The Life of Galileo Galilei, with Illustrations of the Advancement of of Experimental Philosophy (Illustrated)
The knowledge which we at present possess of the phenomena of nature and of their connection has not by any means been regularly progressive, as we might have expected, from the time when they first drew the attention of mankind. Without entering into the question touching the scientific acquirements of eastern nations at a remote period, it is certain that some among the early Greeks were in possession of several truths, however acquired, connected with the economy of the universe, which were afterwards suffered to fall into neglect and oblivion. But the philosophers of the old school appear in general to have confined themselves at the best to observations; very few traces remain of their having instituted experiments, properly so called. This putting of nature to the torture, as Bacon calls it, has occasioned the principal part of modern philosophical discoveries. The experimentalist may so order his examination of nature as to vary at pleasure the circumstances in which it is made, often to discard accidents which complicate the general appearances, and at once to bring any theory which he may form to a decisive test. The province of the mere observer is necessarily limited: the power of selection among the phenomena to be presented is in great measure denied to him, and he may consider himself fortunate if they are such as to lead him readily to a knowledge of the laws which they follow.
Perhaps to this imperfection of method it may be attributed that natural philosophy continued to be stationary, or even to decline, during a long series of ages, until little more than two centuries ago. Within this comparatively short period it has rapidly reached a degree of perfection so different from its former degraded state, that we can hardly institute any comparison between the two. Before that epoch, a few insulated facts, such as might first happen to be noticed, often inaccurately observed and always too hastily generalized, were found sufficient to excite the naturalist's lively imagination; and having once pleased his fancy with the supposed fitness of his artificial scheme, his perverted ingenuity was thenceforward employed in forcing the observed phenomena into an imaginary agreement with the result of his theory; instead of taking the more rational, and it should seem, the more obvious, method of correcting the theory by the result of his observations, and considering the one merely as the general and abbreviated expression of the other. But natural phenomena were not then valued on their own account, and for the proofs which they afford of a vast and beneficent design in the structure of the universe, so much as for the fertile topics which the favourite mode of viewing the subject supplied to the spirit of scholastic disputation: and it is a humiliating reflection that mankind never reasoned so ill as when they most professed to cultivate the art of reasoning.

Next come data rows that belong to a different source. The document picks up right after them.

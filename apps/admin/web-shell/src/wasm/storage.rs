use super::*;

/// `localStorage`-backed tab session. Storage failures (private mode, quota) are reported
/// to the caller, which logs and carries on.
pub(super) struct LocalStorageTabStore {
    key: String,
}

impl LocalStorageTabStore {
    pub(super) fn new(key: &str) -> Self {
        Self {
            key: key.to_string(),
        }
    }

    fn storage() -> Result<web_sys::Storage, String> {
        let window = web_sys::window().ok_or_else(|| "window is unavailable".to_string())?;
        window
            .local_storage()
            .map_err(|_| "localStorage access was denied".to_string())?
            .ok_or_else(|| "localStorage is unavailable".to_string())
    }
}

impl TabStateStore for LocalStorageTabStore {
    type Error = String;

    fn load_tab_state(&self) -> Result<Option<PersistedTabState>, Self::Error> {
        let raw = Self::storage()?
            .get_item(&self.key)
            .map_err(|_| format!("failed to read {}", self.key))?;
        Ok(raw.as_deref().and_then(PersistedTabState::decode))
    }

    fn persist_tab_state(&self, state: &PersistedTabState) -> Result<(), Self::Error> {
        let encoded = state
            .encode()
            .map_err(|error| format!("failed to encode tab state: {error}"))?;
        Self::storage()?
            .set_item(&self.key, &encoded)
            .map_err(|_| format!("failed to write {}", self.key))
    }
}

pub(super) fn now_unix_ms() -> u64 {
    let now = js_sys::Date::now();
    if !now.is_finite() || now.is_sign_negative() {
        return 0;
    }
    now.floor().min(u64::MAX as f64) as u64
}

However specious the objects, and alluring the announcements of this art, the then prevailing manner of studying it curbed and corrupted all that is free and noble in the human mind. Innumerable fallacies lurked every where among the most generally received opinions, and crowds of dogmatic and self-sufficient pedants fully justified the lively definition, that "logic is the art of talking unintelligibly on things of which we are ignorant."[1]
The error which lay at the root of the philosophy of the middle ages was this:—from the belief that general laws and universal principles might be discovered, of which the natural phenomena were effects, it was thought that the proper order of study was, first to detect the general cause, and then to pursue it into its consequences; it was considered absurd to begin with the effect instead of the cause; whereas the real choice lay between proceeding from particular facts 2to general facts, or from general facts to particular facts; and it was under this misrepresentation of the real question that all the sophistry lurked. As soon as it is well understood that the general cause is no other than a single fact, common to a great number of phenomena, it is necessarily perceived that an accurate scrutiny of these latter must precede any safe reasoning with respect to the former. But at the time of which we are speaking, those who adopted this order of reasoning, and who began their inquiries by a minute and sedulous investigation of facts, were treated with disdain, as men who degraded the lofty name of philosophy by bestowing it upon mere mechanical operations. Among the earliest and noblest of these was Galileo.
It is common, especially in this country, to name Bacon as the founder of the present school of experimental philosophy; we speak of the Baconian or inductive method of reasoning as synonimous and convertible terms, and we are apt to overlook what Galileo had already done before Bacon's writings appeared.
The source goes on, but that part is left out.